Kau menatapku, dan dalam sekejap aku melihat ada kesedihan di matamu. "Iya," bisikmu pelan. "Aku juga merasakannya. Tapi apa yang bisa kita lakukan? Waktu kita sudah bukan milik kita lagi."

"Maaf," kataku, hampir tanpa sadar. "Maaf karena aku merasa kita kehilangan sesuatu yang dulu begitu berharga. Maaf karena aku juga sibuk dan tak bisa mempertahankan apa yang pernah kita miliki."

Kau terdiam, memandangi cangkir kopi yang ada di hadapanmu, seolah mencari jawaban di dalamnya. Hujan di luar semakin deras, mengiringi keheningan yang tiba-tiba menyelimuti kita. "Kadang aku berpikir," katamu akhirnya, suaramu hampir tenggelam oleh suara hujan, "apakah semua ini layak? Kita mengejar begitu banyak hal, tapi mengorbankan sesuatu yang sebenarnya sangat penting."

Aku tidak menjawab, karena aku tahu, jawaban itu ada di dalam hatimu, sama seperti di hatiku. Kita berdua tahu bahwa kesibukan ini adalah pilihan, tapi juga sebuah pelarian. Kita memilih untuk sibuk, mungkin karena takut menghadapi kenyataan bahwa ada jarak yang tumbuh di antara kita, jarak yang tidak bisa diukur oleh waktu atau tempat.

"Maaf," katamu lagi, kali ini dengan nada yang begitu tulus, begitu dalam. "Maaf karena aku tidak bisa menjadi seperti dulu. Dan maaf jika aku membiarkan jarak ini semakin lebar."

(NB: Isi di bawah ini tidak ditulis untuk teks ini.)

//! Welcome and match notifications built from message templates.

use crate::id;
use crate::mail::{Address, Message};
use anyhow::Context;
use std::fs;
use std::path::{Path, PathBuf};
use time::format_description::well_known::Rfc2822;
use time::OffsetDateTime;

/// Display name used for every mail the relay sends.
pub const RELAY_DISPLAY_NAME: &str = "Secret Friend";

/// A stored `.eml` template: headers such as `Subject` plus a body.
#[derive(Debug, Clone)]
pub struct Template {
    path: PathBuf,
    message: Message,
}

impl Template {
    /// Read and parse the template at `path`.
    ///
    /// # Errors
    /// Returns an error if the file cannot be read or is not a valid message.
    pub fn load(path: &Path) -> anyhow::Result<Self> {
        let raw = fs::read_to_string(path)
            .with_context(|| format!("read template {}", path.display()))?;
        let message =
            Message::parse(&raw).with_context(|| format!("parse template {}", path.display()))?;
        Ok(Self {
            path: path.to_path_buf(),
            message,
        })
    }

    /// Template file path.
    #[must_use]
    pub fn path(&self) -> &Path {
        &self.path
    }

    /// Fill in the envelope headers for one recipient.
    ///
    /// `in_reply_to` is the `Message-Id` of the mail that triggered the
    /// notification, when it had one.
    ///
    /// # Errors
    /// Returns an error if the date cannot be formatted or no id can be generated.
    pub fn render(
        &self,
        relay_addr: &str,
        to: &str,
        in_reply_to: Option<&str>,
        now: OffsetDateTime,
    ) -> anyhow::Result<Message> {
        let mut msg = self.message.clone();
        msg.add_header("To", to);
        msg.add_header("From", relay_from(relay_addr));
        msg.add_header("Date", format_date(now)?);
        msg.add_header("Message-Id", id::message_id(relay_addr)?);
        if let Some(reply) = in_reply_to {
            msg.add_header("References", reply);
            msg.add_header("In-Reply-To", reply);
        }
        Ok(msg)
    }
}

/// `From` value that hides the sender behind the relay.
#[must_use]
pub fn relay_from(relay_addr: &str) -> String {
    Address::new(RELAY_DISPLAY_NAME, relay_addr).to_string()
}

/// RFC 2822 date, as used in `Date` and `Received` headers.
///
/// # Errors
/// Returns an error if `now` is outside the RFC 2822 year range.
pub fn format_date(now: OffsetDateTime) -> anyhow::Result<String> {
    now.format(&Rfc2822).context("format RFC 2822 date")
}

Aku tersenyum pahit, menahan perasaan yang selama ini kubungkus rapat. "Tidak ada yang perlu dimaafkan," kataku, meskipun aku tahu itu hanya setengah kebenaran. "Kita hanya manusia biasa, yang kadang tersesat dalam kehidupan yang begitu rumit."

Kau mengangguk, tapi kali ini tanpa kata. Hanya ada keheningan di antara kita, keheningan yang penuh dengan penyesalan dan kesadaran bahwa mungkin kita tak lagi bisa kembali seperti dulu. Mungkin kata maaf memang bisa meluluhkan hati, tapi tidak selalu bisa menghapus jarak yang telah tercipta.

Hujan semakin deras, seperti mencoba menutupi rasa sakit yang perlahan menggerogoti hatiku. "Maaf, tidak bisa buat teh karena gas habis," katamu akhirnya, mencoba mengalihkan topik pembicaraan dengan cara yang begitu canggung.

Aku tertawa kecil, meskipun dalam hatiku, aku tahu bahwa hujan ini takkan mampu membasuh semua rasa yang tersisa. Dan meskipun kita saling meminta maaf, aku sadar bahwa mungkin, hanya waktu yang bisa menyembuhkan kita—jika itu pun masih mungkin.